- Task goal:
Keeping every word the same, return the listing from its first line until the line holding "is rejected rather" has been returned as well.

--- Records for processing Enclosed Below ---

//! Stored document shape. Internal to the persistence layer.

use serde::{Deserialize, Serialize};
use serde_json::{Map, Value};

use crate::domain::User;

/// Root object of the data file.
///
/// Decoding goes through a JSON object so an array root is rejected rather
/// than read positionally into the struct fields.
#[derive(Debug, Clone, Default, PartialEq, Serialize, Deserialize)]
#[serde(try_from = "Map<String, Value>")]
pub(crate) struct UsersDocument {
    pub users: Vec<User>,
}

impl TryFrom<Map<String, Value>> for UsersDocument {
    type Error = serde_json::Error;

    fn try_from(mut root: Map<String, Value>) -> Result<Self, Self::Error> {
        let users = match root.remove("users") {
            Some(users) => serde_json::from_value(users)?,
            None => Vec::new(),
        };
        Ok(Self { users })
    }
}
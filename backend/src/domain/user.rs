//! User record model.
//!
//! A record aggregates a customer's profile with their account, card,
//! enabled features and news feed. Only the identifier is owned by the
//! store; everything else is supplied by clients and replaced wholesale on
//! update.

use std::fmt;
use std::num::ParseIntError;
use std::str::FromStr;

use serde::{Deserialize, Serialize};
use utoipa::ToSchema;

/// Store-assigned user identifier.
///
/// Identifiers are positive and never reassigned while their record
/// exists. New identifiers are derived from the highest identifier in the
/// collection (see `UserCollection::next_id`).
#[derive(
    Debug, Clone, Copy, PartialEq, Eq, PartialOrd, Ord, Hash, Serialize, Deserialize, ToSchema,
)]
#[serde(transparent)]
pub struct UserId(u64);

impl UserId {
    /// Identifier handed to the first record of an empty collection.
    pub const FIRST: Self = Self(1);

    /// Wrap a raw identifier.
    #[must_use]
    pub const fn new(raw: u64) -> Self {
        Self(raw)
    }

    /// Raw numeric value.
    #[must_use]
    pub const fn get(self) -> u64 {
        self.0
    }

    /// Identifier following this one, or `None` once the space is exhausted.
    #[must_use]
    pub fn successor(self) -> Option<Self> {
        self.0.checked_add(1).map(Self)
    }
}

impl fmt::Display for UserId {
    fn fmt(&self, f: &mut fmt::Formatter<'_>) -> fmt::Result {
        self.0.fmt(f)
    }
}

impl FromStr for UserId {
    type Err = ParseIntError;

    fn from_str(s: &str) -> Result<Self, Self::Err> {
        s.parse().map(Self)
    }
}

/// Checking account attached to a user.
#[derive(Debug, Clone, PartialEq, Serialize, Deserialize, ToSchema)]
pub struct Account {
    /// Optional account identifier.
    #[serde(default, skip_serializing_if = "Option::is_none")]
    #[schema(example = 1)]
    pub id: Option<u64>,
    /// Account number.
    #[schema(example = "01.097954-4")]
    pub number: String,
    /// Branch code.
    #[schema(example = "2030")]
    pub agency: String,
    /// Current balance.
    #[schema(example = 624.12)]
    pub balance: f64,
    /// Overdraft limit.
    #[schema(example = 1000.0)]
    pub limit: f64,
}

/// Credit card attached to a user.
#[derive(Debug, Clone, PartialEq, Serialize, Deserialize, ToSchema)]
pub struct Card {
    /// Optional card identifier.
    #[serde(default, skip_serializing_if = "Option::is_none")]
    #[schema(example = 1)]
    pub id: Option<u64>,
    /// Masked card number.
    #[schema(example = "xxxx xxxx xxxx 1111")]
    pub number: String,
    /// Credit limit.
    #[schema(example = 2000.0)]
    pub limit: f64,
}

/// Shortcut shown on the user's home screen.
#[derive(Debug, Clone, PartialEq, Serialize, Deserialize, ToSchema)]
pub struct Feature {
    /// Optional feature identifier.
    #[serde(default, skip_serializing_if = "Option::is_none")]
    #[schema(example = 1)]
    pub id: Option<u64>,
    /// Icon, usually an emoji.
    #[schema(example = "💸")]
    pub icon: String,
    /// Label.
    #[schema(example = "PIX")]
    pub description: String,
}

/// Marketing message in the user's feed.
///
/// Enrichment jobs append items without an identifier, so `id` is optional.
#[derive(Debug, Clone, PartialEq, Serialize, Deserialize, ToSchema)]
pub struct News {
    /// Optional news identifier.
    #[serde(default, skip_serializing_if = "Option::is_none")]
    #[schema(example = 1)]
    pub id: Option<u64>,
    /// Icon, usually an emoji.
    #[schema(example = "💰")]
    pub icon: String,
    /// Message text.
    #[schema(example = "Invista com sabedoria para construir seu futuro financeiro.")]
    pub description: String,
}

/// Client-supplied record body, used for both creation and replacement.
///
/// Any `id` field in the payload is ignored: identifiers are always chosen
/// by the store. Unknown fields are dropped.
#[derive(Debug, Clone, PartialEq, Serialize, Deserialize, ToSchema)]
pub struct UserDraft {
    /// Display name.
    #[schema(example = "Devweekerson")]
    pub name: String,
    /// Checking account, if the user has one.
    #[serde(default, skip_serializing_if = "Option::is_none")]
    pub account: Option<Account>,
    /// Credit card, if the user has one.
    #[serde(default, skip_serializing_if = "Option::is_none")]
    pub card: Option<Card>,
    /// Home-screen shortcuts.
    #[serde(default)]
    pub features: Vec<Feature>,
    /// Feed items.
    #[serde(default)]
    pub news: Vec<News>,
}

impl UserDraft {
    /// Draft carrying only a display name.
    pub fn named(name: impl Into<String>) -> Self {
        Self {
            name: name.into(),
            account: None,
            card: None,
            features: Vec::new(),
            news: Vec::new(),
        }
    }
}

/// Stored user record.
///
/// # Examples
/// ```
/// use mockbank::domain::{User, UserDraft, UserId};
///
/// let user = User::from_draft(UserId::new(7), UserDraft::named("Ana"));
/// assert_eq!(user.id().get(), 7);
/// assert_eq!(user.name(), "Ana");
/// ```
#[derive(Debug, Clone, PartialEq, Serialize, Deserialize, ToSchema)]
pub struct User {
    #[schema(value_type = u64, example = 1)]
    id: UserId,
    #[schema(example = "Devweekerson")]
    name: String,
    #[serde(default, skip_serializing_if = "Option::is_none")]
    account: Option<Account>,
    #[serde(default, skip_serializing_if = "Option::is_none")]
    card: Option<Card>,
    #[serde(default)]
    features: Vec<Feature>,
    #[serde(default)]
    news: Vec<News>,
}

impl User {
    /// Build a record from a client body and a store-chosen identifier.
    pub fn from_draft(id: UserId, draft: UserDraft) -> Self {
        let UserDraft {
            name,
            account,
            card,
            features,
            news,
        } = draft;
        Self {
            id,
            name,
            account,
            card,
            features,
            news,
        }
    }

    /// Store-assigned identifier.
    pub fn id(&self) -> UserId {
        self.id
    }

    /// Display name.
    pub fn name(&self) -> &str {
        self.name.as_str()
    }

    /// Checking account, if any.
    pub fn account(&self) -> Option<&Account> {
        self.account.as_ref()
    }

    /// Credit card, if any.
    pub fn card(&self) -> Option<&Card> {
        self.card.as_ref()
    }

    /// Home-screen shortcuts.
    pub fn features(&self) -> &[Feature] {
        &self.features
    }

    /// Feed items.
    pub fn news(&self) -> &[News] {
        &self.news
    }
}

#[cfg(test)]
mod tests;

--- End of Enclosed Records for processing ---

- Answer to this problem:
//! Stored document shape. Internal to the persistence layer.

use serde::{Deserialize, Serialize};
use serde_json::{Map, Value};

use crate::domain::User;

/// Root object of the data file.
///
/// Decoding goes through a JSON object so an array root is rejected rather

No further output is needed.